3.1. Class I Lipid Droplet Proteins: Endoplasmic Reticulum to Lipid Droplet Targeting

Class I LD proteins insert into the ER and laterally diffuse from the outer leaflet of the ER to the PL monolayer of nascent LDs (Figure 1). In the absence of LDs, Class I LD proteins typically exhibit an ER distribution. Examples of Class I LD proteins include the lipid biosynthesis enzymes GPAT4 and DGAT2, the acyl-CoA synthetase ACSL3, the ER-associated degradation (ERAD) factors AUP1 and UBXD8, the putative methyltransferase AAM-B, caveolin-1 and caveolin-2, HSD17B11, the hepatitis C virus (HCV) core protein, and ALDI.
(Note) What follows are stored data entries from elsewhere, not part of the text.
//! avlink-core: Core traits, types, and error definitions for avlink.
//!
//! This crate defines the device-agnostic pieces shared by the transports,
//! the link session, and the command client.
//!
//! # Key types
//!
//! - [`Transport`] / [`Connector`] -- byte-level communication channel
//! - [`LinkEvent`] -- lines and connection changes published by a session
//! - [`Args`] / [`ArgValue`] -- named command arguments
//! - [`Error`] / [`Result`] -- error handling

pub mod error;
pub mod events;
pub mod transport;
pub mod types;

pub use error::{Error, Result};
pub use events::LinkEvent;
pub use transport::{Connector, Transport};
pub use types::*;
Class I LD proteins are generally thought to adopt a hairpin conformation in which a hydrophobic domain embedded in the monolayer is flanked by hydrophilic regions that are exposed to the cytosol, forming a V shape extending from the membrane. These proteins lack the luminal loops or domains typically found in transmembrane proteins, allowing them to be accommodated in the outer leaflet of the ER and the monolayer of the LD. Crystal structures of Class I LD proteins are lacking, and the model of hairpin conformation for these proteins is primarily based on the bioinformatic prediction of hydrophobic regions, the biochemical characterization of membrane insertion, and the protease sensitivity of N- and C-terminal tags. The hairpin structure was first noted for plant structural proteins called oleosins, which contain a critical conserved proline knot buried in the hydrophobic sequence (Abell et al. 1997). Although a proline knot is required for LD insertion of oleosins (Abell et al. 1997) and HCV core protein (Hope et al. 2002), mutation of central prolines in the hydrophobic domains of AAM-B, ALDI, and CYB5R3 (Zehmer et al. 2008) does not abolish LD localization, indicating that the proline knot is not a universal requirement for Class I LD protein targeting.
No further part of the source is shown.